## WORK ORDER
Work through the records below and copy every line that includes "info".

------

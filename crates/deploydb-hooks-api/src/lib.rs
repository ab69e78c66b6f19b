//! # DeployDB Hooks HTTP Service
//!
//! HTTP layer between DeployDB and the build system.
//!
//! This service provides:
//! - the DeployDB trigger webhook endpoint
//! - build completion callbacks that report results back to DeployDB
//! - a view of the environment a triggered build runs with
//! - a health check endpoint
//!
//! Outbound reports are sent by the [`publisher::HookPublisher`] on a
//! background task.

pub mod config;
pub mod errors;
pub mod publisher;
pub mod responses;

pub use config::{LoggingConfig, PublisherConfig, ReportingConfig, ServerConfig, ServiceConfig};
pub use errors::{BuildHandlerError, ConfigError, ServiceError, TriggerHandlerError};
pub use publisher::{HookPublisher, PublishError, PublishOutcome};
pub use responses::{BuildCompletionRequest, BuildCompletionResponse, HealthResponse};

use axum::{
    extract::{DefaultBodyLimit, Path, State},
    http::{header::CONTENT_TYPE, HeaderMap, StatusCode},
    response::Json,
    routing::{get, post},
    Router,
};
use bytes::Bytes;
use deploydb_hooks_core::{
    BuildCompletionListener, BuildNumber, DeliveryDispatcher, InMemoryBuildQueue, JobId,
    JobRegistry, OutboundChannel, SharedSecurityContext, TriggerAggregator, TriggerEndpoint,
};
use std::{collections::BTreeMap, future::IntoFuture, sync::Arc, time::Duration};
use tokio::sync::Notify;
use tower::ServiceBuilder;
use tower_http::trace::TraceLayer;
use tracing::{debug, error, info, instrument, warn};

// ============================================================================
// Application State
// ============================================================================

/// Shared application state
#[derive(Clone)]
pub struct AppState {
    /// Configuration for the service
    pub config: ServiceConfig,

    /// Inbound webhook handling
    pub endpoint: TriggerEndpoint,

    /// Builds scheduled by webhooks and not yet completed
    pub builds: Arc<InMemoryBuildQueue>,

    /// Reports completed builds back to DeployDB
    pub listener: BuildCompletionListener,
}

impl AppState {
    /// Create new application state
    pub fn new(
        config: ServiceConfig,
        endpoint: TriggerEndpoint,
        builds: Arc<InMemoryBuildQueue>,
        listener: BuildCompletionListener,
    ) -> Self {
        Self {
            config,
            endpoint,
            builds,
            listener,
        }
    }

    /// Wire the in-process components around a job registry and an outbound
    /// channel
    pub fn from_registry(
        config: ServiceConfig,
        registry: Arc<dyn JobRegistry>,
        channel: Arc<dyn OutboundChannel>,
    ) -> Self {
        let builds = Arc::new(InMemoryBuildQueue::new());
        let aggregator = TriggerAggregator::new(
            registry.clone(),
            Arc::new(SharedSecurityContext::default()),
        );
        let endpoint = TriggerEndpoint::new(aggregator, builds.clone());

        let dispatcher = DeliveryDispatcher::new(channel, config.reporting.retry_policy());
        let listener = BuildCompletionListener::new(
            config.deploydb.clone(),
            config.reporting.root_url.clone(),
            registry,
            dispatcher,
        );

        Self::new(config, endpoint, builds, listener)
    }
}

// ============================================================================
// Router
// ============================================================================

/// Create the HTTP router with all endpoints
pub fn create_router(state: AppState) -> Router {
    let max_body_size = state.config.server.max_body_size;

    let deploydb_routes = Router::new()
        .route("/deploydb/trigger", post(handle_trigger))
        .route(
            "/deploydb/builds/{job}/{number}/completed",
            post(handle_build_completed),
        )
        .route(
            "/deploydb/builds/{job}/{number}/environment",
            get(handle_build_environment),
        );

    let health_routes = Router::new().route("/health", get(handle_health_check));

    Router::new()
        .merge(deploydb_routes)
        .merge(health_routes)
        .layer(
            ServiceBuilder::new()
                .layer(TraceLayer::new_for_http())
                .layer(DefaultBodyLimit::max(max_body_size))
                .into_inner(),
        )
        .with_state(state)
}

/// Start HTTP server
///
/// Returns once a shutdown signal has been received and in-flight requests
/// have finished, or the shutdown timeout has passed.
pub async fn start_server(state: AppState) -> Result<(), ServiceError> {
    let address = state.config.server.bind_address();
    let shutdown_timeout = Duration::from_secs(state.config.server.shutdown_timeout_seconds);
    let app = create_router(state);

    let listener =
        tokio::net::TcpListener::bind(&address)
            .await
            .map_err(|e| ServiceError::BindFailed {
                address: address.clone(),
                message: e.to_string(),
            })?;

    info!(address = %address, "Starting HTTP server");

    let shutdown_started = Arc::new(Notify::new());
    let notify = shutdown_started.clone();
    let server = axum::serve(listener, app)
        .with_graceful_shutdown(async move {
            shutdown_signal().await;
            info!(
                timeout_seconds = shutdown_timeout.as_secs(),
                "Initiating graceful shutdown"
            );
            notify.notify_one();
        })
        .into_future();

    let drain_deadline = async {
        shutdown_started.notified().await;
        tokio::time::sleep(shutdown_timeout).await;
    };

    tokio::select! {
        result = server => {
            result.map_err(|e| ServiceError::ServerFailed {
                message: e.to_string(),
            })?;
            info!("HTTP server shutdown complete");
        }
        _ = drain_deadline => {
            warn!(
                timeout_seconds = shutdown_timeout.as_secs(),
                "Shutdown timeout elapsed with requests still in flight"
            );
        }
    }

    Ok(())
}

async fn shutdown_signal() {
    let ctrl_c = async {
        if let Err(e) = tokio::signal::ctrl_c().await {
            error!(error = %e, "Failed to install Ctrl+C signal handler");
            std::future::pending::<()>().await;
        }
    };

    #[cfg(unix)]
    let terminate = async {
        match tokio::signal::unix::signal(tokio::signal::unix::SignalKind::terminate()) {
            Ok(mut signal) => {
                signal.recv().await;
            }
            Err(e) => {
                error!(error = %e, "Failed to install SIGTERM signal handler");
                std::future::pending::<()>().await;
            }
        }
    };

    #[cfg(not(unix))]
    let terminate = std::future::pending::<()>();

    tokio::select! {
        _ = ctrl_c => info!("Received SIGINT (Ctrl+C)"),
        _ = terminate => info!("Received SIGTERM"),
    }
}

// ============================================================================
// DeployDB Handlers
// ============================================================================

/// Handle a DeployDB trigger webhook
///
/// The event kind comes from the `Content-Type` header alone. Responds with
/// plain text naming the number of builds started.
#[instrument(skip(state, headers, body))]
pub async fn handle_trigger(
    State(state): State<AppState>,
    headers: HeaderMap,
    body: Bytes,
) -> Result<String, TriggerHandlerError> {
    let content_type = headers
        .get(CONTENT_TYPE)
        .and_then(|value| value.to_str().ok());

    debug!(
        content_type = content_type.unwrap_or("<none>"),
        body_size = body.len(),
        "Received DeployDB webhook"
    );

    let triggered = state.endpoint.handle(content_type, &body)?;
    Ok(triggered.message())
}

/// Handle a build completion callback from the build system
///
/// The report to DeployDB is sent from a spawned task; the caller gets
/// `202 Accepted` without waiting for it.
#[instrument(skip(state, request))]
pub async fn handle_build_completed(
    State(state): State<AppState>,
    Path((job, number)): Path<(String, u64)>,
    Json(request): Json<BuildCompletionRequest>,
) -> Result<(StatusCode, Json<BuildCompletionResponse>), BuildHandlerError> {
    let job_id = JobId::new(job.clone())?;
    let build_number = BuildNumber::new(number);

    let completed = state
        .builds
        .complete(&job_id, build_number, request.result)
        .ok_or(BuildHandlerError::BuildNotFound { job, number })?;

    let response = BuildCompletionResponse {
        job: job_id,
        build_number,
        status: "accepted".to_string(),
        triggered_by_deploydb: completed.trigger.is_some(),
    };

    let listener = state.listener.clone();
    tokio::spawn(async move {
        listener.on_completed(&completed).await;
    });

    Ok((StatusCode::ACCEPTED, Json(response)))
}

/// Environment variables a pending build runs with
pub async fn handle_build_environment(
    State(state): State<AppState>,
    Path((job, number)): Path<(String, u64)>,
) -> Result<Json<BTreeMap<String, String>>, BuildHandlerError> {
    let job_id = JobId::new(job.clone())?;

    let build = state
        .builds
        .pending(&job_id, BuildNumber::new(number))
        .ok_or(BuildHandlerError::BuildNotFound { job, number })?;

    Ok(Json(build.environment()))
}

// ============================================================================
// Health Handlers
// ============================================================================

/// Liveness check
pub async fn handle_health_check() -> Json<HealthResponse> {
    Json(HealthResponse::healthy())
}

#[cfg(test)]
#[path = "lib_tests.rs"]
mod tests;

------

## YOUR SOLUTION
use tracing::{debug, error, info, instrument, warn};
    info!(address = %address, "Starting HTTP server");
            info!(
            info!("HTTP server shutdown complete");
        _ = ctrl_c => info!("Received SIGINT (Ctrl+C)"),
        _ = terminate => info!("Received SIGTERM"),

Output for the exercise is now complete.